:: WHAT IS BEING ASKED ::
Below are the records; copy out every line that holds the word "slow".

[Stored data]
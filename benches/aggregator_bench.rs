//! Criterion benchmarks for hot paths in the relay aggregator.
//!
//! Run with:
//!   cargo bench
//!
//! Covers:
//!   - Inbound frame decoding (JSON parse + validation)
//!   - Filter fingerprinting (sort + SHA-256)
//!   - Event merge/sort in the fan-out union map

use criterion::{black_box, criterion_group, criterion_main, Criterion};
use relaygate::model::{sort_desc, Event, EventId, Filter, PubKey, Signature};
use std::collections::HashSet;

static SAMPLE_EVENT_FRAME: &str = r#"["EVENT", "sub1", {
    "id": "a1b2c3d4e5f6a1b2c3d4e5f6a1b2c3d4e5f6a1b2c3d4e5f6a1b2c3d4e5f6a1b2",
    "pubkey": "a1b2c3d4e5f6a1b2c3d4e5f6a1b2c3d4e5f6a1b2c3d4e5f6a1b2c3d4e5f6a1b2",
    "sig": "a1b2c3d4e5f6a1b2c3d4e5f6a1b2c3d4e5f6a1b2c3d4e5f6a1b2c3d4e5f6a1b2a1b2c3d4e5f6a1b2c3d4e5f6a1b2c3d4e5f6a1b2c3d4e5f6a1b2c3d4e5f6a1b2",
    "kind": 1,
    "created_at": 1700000000,
    "content": "benchmark content",
    "tags": [["e", "a1b2c3d4e5f6a1b2c3d4e5f6a1b2c3d4e5f6a1b2c3d4e5f6a1b2c3d4e5f6a1b2"]]
}]"#;

fn bench_frame_decode(c: &mut Criterion) {
    c.bench_function("decode_event_frame_unverified", |b| {
        b.iter(|| {
            let frame = relaygate::codec::decode_frame(black_box(SAMPLE_EVENT_FRAME), 256 * 1024, 1_700_000_600, false);
            black_box(frame).ok();
        });
    });
}

fn bench_fingerprint(c: &mut Criterion) {
    let filter = Filter {
        authors: Some((0u8..50).map(|b| PubKey([b; 32])).collect()),
        kinds: Some(vec![1, 6, 7]),
        limit: 50,
        ..Default::default()
    };

    c.bench_function("filter_fingerprint_50_authors", |b| {
        b.iter(|| {
            black_box(filter.fingerprint());
        });
    });
}

fn bench_merge_sort(c: &mut Criterion) {
    let mut events: Vec<Event> = (0..500u32)
        .map(|i| Event {
            id: EventId([(i % 256) as u8; 32]),
            pubkey: PubKey([0; 32]),
            sig: Signature([0; 64]),
            kind: 1,
            created_at: 1_700_000_000 + (i as i64 % 1000),
            content: String::new(),
            tags: vec![],
            relays_seen: HashSet::new(),
        })
        .collect();

    c.bench_function("sort_desc_500_events", |b| {
        b.iter(|| {
            sort_desc(black_box(&mut events));
        });
    });
}

criterion_group!(benches, bench_frame_decode, bench_fingerprint, bench_merge_sort);
criterion_main!(benches);
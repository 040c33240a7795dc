//! Structured-logging helpers and the `/health` response shape.

use std::time::Instant;
use tracing::{debug, info};

/// Tracks latency of an async operation and emits a structured log line
/// on completion — slow operations (>1s) log at `info`, everything else
/// at `debug`.
pub struct LatencyTracker {
    operation: String,
    start: Instant,
}

impl LatencyTracker {
    pub fn start(operation: impl Into<String>) -> Self {
        Self { operation: operation.into(), start: Instant::now() }
    }

    pub fn finish(self) {
        let elapsed_ms = self.start.elapsed().as_millis();
        if elapsed_ms > 1000 {
            info!(operation = %self.operation, elapsed_ms, "slow operation");
        } else {
            debug!(operation = %self.operation, elapsed_ms, "operation complete");
        }
    }
}

#[derive(Debug, serde::Serialize)]
pub struct HealthStatus {
    pub status: &'static str,
    pub version: &'static str,
    pub uptime_secs: u64,
    pub relays_healthy: usize,
    pub relays_unhealthy: usize,
}

impl HealthStatus {
    pub fn of(uptime_secs: u64, relays_healthy: usize, relays_unhealthy: usize) -> Self {
        let status = if relays_healthy == 0 && relays_unhealthy > 0 { "degraded" } else { "ok" };
        Self { status, version: env!("CARGO_PKG_VERSION"), uptime_secs, relays_healthy, relays_unhealthy }
    }
}

#[cfg(test)]
mod tests {
    use super::*;

    #[test]
    fn degraded_when_every_known_relay_is_unhealthy() {
        let h = HealthStatus::of(10, 0, 3);
        assert_eq!(h.status, "degraded");
    }

    #[test]
    fn ok_when_at_least_one_relay_is_healthy() {
        let h = HealthStatus::of(10, 1, 3);
        assert_eq!(h.status, "ok");
    }
}
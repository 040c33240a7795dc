//! `POST /post`, `/reply`, `/react`, `/repost`, `/bookmark`, `/mute`,
//! `/follow`, `/zap` (spec.md §6): every write route accepts a client-signed
//! event and publishes it unchanged — the distinction between "a post" and
//! "a reaction" lives entirely in the event's own `kind`/tags, so one
//! handler serves all eight paths.

use crate::codec;
use crate::csrf;
use crate::error::AppError;
use crate::model::Event;
use crate::publish::{self, PublishResult};
use crate::sse::{SseMessage, Topic};
use crate::AppContext;
use axum::extract::State;
use axum::http::HeaderMap;
use axum::Json;
use std::sync::Arc;

const CSRF_HEADER: &str = "x-csrf-token";

pub async fn post_event(
    State(ctx): State<Arc<AppContext>>,
    headers: HeaderMap,
    Json(event): Json<Event>,
) -> Result<Json<PublishResult>, AppError> {
    let token = headers
        .get(CSRF_HEADER)
        .and_then(|v| v.to_str().ok())
        .ok_or(AppError::CsrfInvalid)?;
    if !csrf::verify(&ctx.config.csrf_secret, token) {
        return Err(AppError::CsrfInvalid);
    }

    if compute_and_check(&event).is_err() {
        return Err(AppError::invalid("event id/signature mismatch"));
    }

    ctx.metrics.inc_publish_attempt();
    let result = publish::publish(
        &ctx.pool,
        &ctx.health,
        ctx.config.tunables.publish_ok_timeout,
        &ctx.config.relay_urls,
        event.clone(),
    )
    .await;

    if result.success {
        ctx.metrics.inc_publish_success();
        ctx.cache.dirty_by_member(&event.id).await;
        let topic = Topic::for_kind(event.kind);
        ctx.sse
            .publish(topic, SseMessage { event: "published".into(), data: serde_json::json!(&event) })
            .await;
    }

    Ok(Json(result))
}

fn compute_and_check(event: &Event) -> Result<(), ()> {
    if codec::compute_event_id(event) != event.id {
        return Err(());
    }
    if !codec::verify_event_signature(event) {
        return Err(());
    }
    Ok(())
}
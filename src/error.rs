//! Error taxonomy (spec.md §7), rendered to HTTP responses for the
//! downstream surface and to `tracing` events for upstream faults.

use axum::http::StatusCode;
use axum::response::{IntoResponse, Response};
use serde_json::json;

#[derive(Debug, thiserror::Error)]
pub enum AppError {
    #[error("invalid argument: {0}")]
    InvalidArgument(String),

    #[error("unauthenticated")]
    Unauthenticated,

    #[error("csrf token invalid")]
    CsrfInvalid,

    #[error("not found")]
    NotFound,

    #[error("all targeted relays unhealthy")]
    Unhealthy { retry_after_secs: u64 },

    #[error("backpressure: write queue saturated")]
    Backpressure,

    #[error("internal error")]
    Internal(#[from] anyhow::Error),
}

impl AppError {
    pub fn invalid(msg: impl Into<String>) -> Self {
        AppError::InvalidArgument(msg.into())
    }
}

impl IntoResponse for AppError {
    fn into_response(self) -> Response {
        let (status, code) = match &self {
            AppError::InvalidArgument(_) => (StatusCode::BAD_REQUEST, "invalid_argument"),
            AppError::Unauthenticated => (StatusCode::UNAUTHORIZED, "unauthenticated"),
            AppError::CsrfInvalid => (StatusCode::FORBIDDEN, "csrf_invalid"),
            AppError::NotFound => (StatusCode::NOT_FOUND, "not_found"),
            AppError::Unhealthy { .. } => (StatusCode::SERVICE_UNAVAILABLE, "unhealthy"),
            AppError::Backpressure => (StatusCode::SERVICE_UNAVAILABLE, "backpressure"),
            AppError::Internal(e) => {
                tracing::error!(err = %e, "internal error");
                (StatusCode::INTERNAL_SERVER_ERROR, "internal")
            }
        };

        let body = json!({ "error": code, "message": self.to_string() });
        let mut response = (status, axum::Json(body)).into_response();
        if let AppError::Unhealthy { retry_after_secs } = self {
            response.headers_mut().insert(
                axum::http::header::RETRY_AFTER,
                axum::http::HeaderValue::from_str(&retry_after_secs.to_string())
                    .unwrap_or_else(|_| axum::http::HeaderValue::from_static("5")),
            );
        }
        response
    }
}

/// Upstream protocol faults (malformed/oversize frames, failed signature
/// verification). These are contained at the connection boundary per
/// spec.md §7 — they never surface directly to an HTTP caller, only as a
/// counter increment and a connection close.
#[derive(Debug, thiserror::Error, Clone, PartialEq, Eq)]
pub enum UpstreamProtocolError {
    #[error("unknown frame discriminator: {0}")]
    UnknownFrame(String),
    #[error("oversize frame: {0} bytes")]
    OversizeFrame(usize),
    #[error("malformed frame: {0}")]
    Malformed(String),
    #[error("event id mismatch")]
    EventIdMismatch,
    #[error("event timestamp out of tolerance")]
    TimestampOutOfTolerance,
    #[error("content too large: {0} bytes")]
    ContentTooLarge(usize),
    #[error("signature verification failed")]
    BadSignature,
}
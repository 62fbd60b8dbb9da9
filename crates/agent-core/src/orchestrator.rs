//! Orchestration Loop
//!
//! Drives the bounded multi-turn exchange between the completion
//! backend and the MCP session: discover capabilities once, let the
//! model request invocations, execute them in emission order, feed
//! results back, and terminate with a final answer or a fallback.

use std::sync::Arc;

use tokio::sync::OnceCell;

use crate::error::Result;
use crate::mcp::{McpSession, PromptDescriptor, ResourceDescriptor, ToolDescriptor};
use crate::message::{ChatMessage, ToolCallRequest};
use crate::prompt::build_system_prompt;
use crate::provider::{CompletionClient, FunctionSchema};
use crate::schema::functions_from_tools;

/// Hard ceiling on completion iterations per orchestration. Protects
/// against a model that never stops requesting tools.
pub const MAX_TOOL_ITERATIONS: usize = 5;

const ITERATION_LIMIT_REPLY: &str = "I apologize, but I encountered an issue processing your request. Please try rephrasing your question.";

const EMPTY_COMPLETION_REPLY: &str = "I apologize, but I was unable to generate a response.";

/// Cached aggregate of everything discovery produced. Built at most
/// once per orchestrator lifetime; capability changes on the provider
/// side are not picked up until the process restarts.
#[derive(Clone, Debug)]
pub struct OrchestrationContext {
    pub tools: Vec<ToolDescriptor>,
    pub resources: Vec<ResourceDescriptor>,
    pub prompts: Vec<PromptDescriptor>,
    pub functions: Vec<FunctionSchema>,
    pub system_prompt: String,
}

/// Final outcome of one orchestration
#[derive(Clone, Debug)]
pub struct AgentReply {
    /// Natural-language answer for the end user
    pub message: String,

    /// Tool names in invocation order, duplicates preserved
    pub tools_used: Vec<String>,
}

/// The conversation orchestrator.
///
/// Stateless across `orchestrate` calls apart from the memoized
/// context; callers supply the prior turns verbatim each time.
pub struct Orchestrator {
    completion: Arc<dyn CompletionClient>,
    session: Arc<dyn McpSession>,
    context: OnceCell<OrchestrationContext>,
    max_iterations: usize,
}

impl Orchestrator {
    /// Create a new orchestrator over a completion backend and a
    /// connected MCP session.
    pub fn new(completion: Arc<dyn CompletionClient>, session: Arc<dyn McpSession>) -> Self {
        Self {
            completion,
            session,
            context: OnceCell::new(),
            max_iterations: MAX_TOOL_ITERATIONS,
        }
    }

    /// Get the orchestration context, building it on first use.
    ///
    /// Construction is single-flight: concurrent first callers share
    /// one discovery pass.
    pub async fn context(&self) -> Result<&OrchestrationContext> {
        self.context.get_or_try_init(|| self.build_context()).await
    }

    async fn build_context(&self) -> Result<OrchestrationContext> {
        let (tools, resources, prompts) = tokio::try_join!(
            self.session.list_tools(),
            self.session.list_resources(),
            self.session.list_prompts(),
        )?;

        let functions = functions_from_tools(&tools);
        let system_prompt = build_system_prompt(self.session.as_ref(), &resources).await;

        tracing::info!(
            tools = tools.len(),
            resources = resources.len(),
            prompts = prompts.len(),
            "Discovered MCP capabilities"
        );

        Ok(OrchestrationContext {
            tools,
            resources,
            prompts,
            functions,
            system_prompt,
        })
    }

    /// Run the conversation loop on the caller-supplied turns.
    ///
    /// Completion and discovery faults are fatal to this call; a
    /// failing tool invocation is converted into an error-text tool
    /// turn and the loop continues.
    pub async fn orchestrate(&self, messages: &[ChatMessage], model: &str) -> Result<AgentReply> {
        let context = self.context().await?;
        let mut tools_used: Vec<String> = Vec::new();

        let mut conversation: Vec<ChatMessage> = Vec::with_capacity(messages.len() + 1);
        conversation.push(ChatMessage::system(context.system_prompt.clone()));
        conversation.extend_from_slice(messages);

        for _ in 0..self.max_iterations {
            let reply = self
                .completion
                .complete(model, &conversation, &context.functions)
                .await?;

            if reply.tool_calls.is_empty() {
                return Ok(AgentReply {
                    message: reply
                        .content
                        .filter(|c| !c.is_empty())
                        .unwrap_or_else(|| EMPTY_COMPLETION_REPLY.into()),
                    tools_used,
                });
            }

            conversation.push(ChatMessage::assistant_with_calls(
                reply.content.unwrap_or_default(),
                reply.tool_calls.clone(),
            ));

            for call in &reply.tool_calls {
                if call.call_type != "function" {
                    continue;
                }
                conversation.push(self.execute_call(call, &mut tools_used).await);
            }
        }

        Ok(AgentReply {
            message: ITERATION_LIMIT_REPLY.into(),
            tools_used,
        })
    }

    /// Execute one requested invocation and produce its tool turn.
    async fn execute_call(
        &self,
        call: &ToolCallRequest,
        tools_used: &mut Vec<String>,
    ) -> ChatMessage {
        let name = &call.function.name;
        tools_used.push(name.clone());

        tracing::debug!(tool = %name, "Executing tool");

        let content = match self
            .session
            .call_tool(name, call.function.arguments.clone())
            .await
        {
            Ok(result) => result.joined_text(),
            Err(e) => {
                tracing::warn!(tool = %name, error = %e, "Tool invocation failed");
                format!("Error: {}", e)
            }
        };

        ChatMessage::tool(content, call.id.clone(), name.clone())
    }
}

:: PROBLEM SOLUTION ::
/// on completion — slow operations (>1s) log at `info`, everything else
            info!(operation = %self.operation, elapsed_ms, "slow operation");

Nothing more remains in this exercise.